お母さんは、点滴のみで
口からは食べれなかった。

だけど、口から食べてた思い出が忘れられなかったと思う。


お父さんに
あそこのラーメンが食べたいって言ったらしく


魔法瓶にそのラーメン屋のスープをコッソリ持ち帰ったらしいよ。


元気な時は、ケンカばっかりしてたけど
愛情って言うか、情?なのかな?


もう、ガンの転移がひどくて手術は無理。


お医者さんと相談した結果、自宅で最後を見取る事になった。


ついに、立てなくなったのでオムツにする事に。


あたしが、介護士に教わってオムツの変え方をおそわった。


でも、あたしは仕事あったし旦那もうつ病だったから、父親に交換方法教えて帰った。


そんで、実家に帰ってオムツ変えようと思ったら


斜めに設置されてるし、横で止める部分がちぎれてる…。


なに?

お母さんに聞いたら


「お父さんにオムツ変えてもらうのは命懸けだよ」


だって。
オムツ変えで死ななくて良かったね(笑)
手術から1年、家族はもう完治したと思ってた。


だけど、11月ごろ調子が悪いと父親から。


実家に帰ると生気の無い母親が…。

会社帰りだったから、お母さんが

「きんぴらがあるからご飯食べな」

って。
これが母親の最後の手料理だった。

すぐ検査入院したけど、原因わからず。

食べれないからぐったりしてたみたいだけど、点滴したらなんとか元気が出てきたみたいだった。

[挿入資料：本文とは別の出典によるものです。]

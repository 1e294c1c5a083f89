//! Immutable key set snapshots and token verification against them.

// crates.io
use jsonwebtoken::{
	DecodingKey, TokenData, Validation,
	jwk::{Jwk, JwkSet},
};
use serde::de::DeserializeOwned;
// self
use crate::_prelude::*;

/// Snapshot of the verification keys published by an issuer.
///
/// Cloning is cheap; every refresh produces a new snapshot instead of mutating an existing one.
#[derive(Clone, Debug)]
pub struct KeySet {
	jwks: Arc<JwkSet>,
}
impl KeySet {
	/// Wrap a freshly fetched key set.
	pub fn new(jwks: JwkSet) -> Self {
		Self { jwks: Arc::new(jwks) }
	}

	/// Underlying JWKS document.
	pub fn jwks(&self) -> &JwkSet {
		&self.jwks
	}

	/// Number of keys in the set.
	pub fn len(&self) -> usize {
		self.jwks.keys.len()
	}

	/// Whether the set contains no keys.
	pub fn is_empty(&self) -> bool {
		self.jwks.keys.is_empty()
	}

	/// Whether both handles point at the same snapshot.
	pub fn ptr_eq(&self, other: &Self) -> bool {
		Arc::ptr_eq(&self.jwks, &other.jwks)
	}

	/// Key ids present in the set.
	pub fn key_ids(&self) -> impl Iterator<Item = &str> {
		self.jwks.keys.iter().filter_map(|jwk| jwk.common.key_id.as_deref())
	}

	/// Select the key for `kid`; a token without `kid` only matches a single-key set.
	pub fn find(&self, kid: Option<&str>) -> Option<&Jwk> {
		match kid {
			Some(kid) => self.jwks.find(kid),
			None if self.jwks.keys.len() == 1 => self.jwks.keys.first(),
			None => None,
		}
	}

	/// Build a decoding key for `kid`.
	pub fn decoding_key(&self, kid: Option<&str>) -> Result<DecodingKey> {
		let jwk =
			self.find(kid).ok_or_else(|| Error::KeyNotFound { kid: kid.map(str::to_owned) })?;

		Ok(DecodingKey::from_jwk(jwk)?)
	}

	/// Verify a compact JWT signed by one of these keys and issued by `issuer`.
	///
	/// Audience is only checked when `audience` is non-empty. Any failure rejects the token.
	pub fn verify<C>(&self, token: &str, issuer: &str, audience: &[&str]) -> Result<TokenData<C>>
	where
		C: DeserializeOwned,
	{
		let header = jsonwebtoken::decode_header(token)?;
		let key = self.decoding_key(header.kid.as_deref())?;
		let mut validation = Validation::new(header.alg);

		validation.set_issuer(&[issuer]);

		if audience.is_empty() {
			validation.validate_aud = false;
		} else {
			validation.set_audience(audience);
		}

		Ok(jsonwebtoken::decode::<C>(token, &key, &validation)?)
	}
}
impl From<JwkSet> for KeySet {
	fn from(value: JwkSet) -> Self {
		Self::new(value)
	}
}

始めの何ヵ月かは、点滴持ちながら自分でトイレ行ってたけど

そのうち、起き上がるにも難儀だったみたいでトイレまで間に合わなくなったみたい。

そこで、母なりに考えた!
生理用品で賄おうと。

しかも、あたしに頼めばいいのに

なんと、父親に買ってこいと…(´Д`)

年とると、そんなのお構い無しなのかな?
黙って買ってきたらしい…。

介護用オムツなら分かるけど、ナプキンて。


店の人
「へ…変態!」

って思わなかったのかね。
うちの母親は長野の茅野市って言うとこの出身なんだよね。


子供の頃に遊びに行ってた時は感じなかったけど、
自然満載で凄くいいとこ。

お母さんが手術後に、長野に行くって言うんで、心配だから着いてったわけ。


諏訪湖の花火大会を一緒に見にいった。


ホント子供みたいにはしゃいでたっけ。


その時は、母親の死期が迫っている事なんて全く考えていなかったな。


今思うと、今まで2人で旅行なんて行った事がなかったから大事な思い出かな?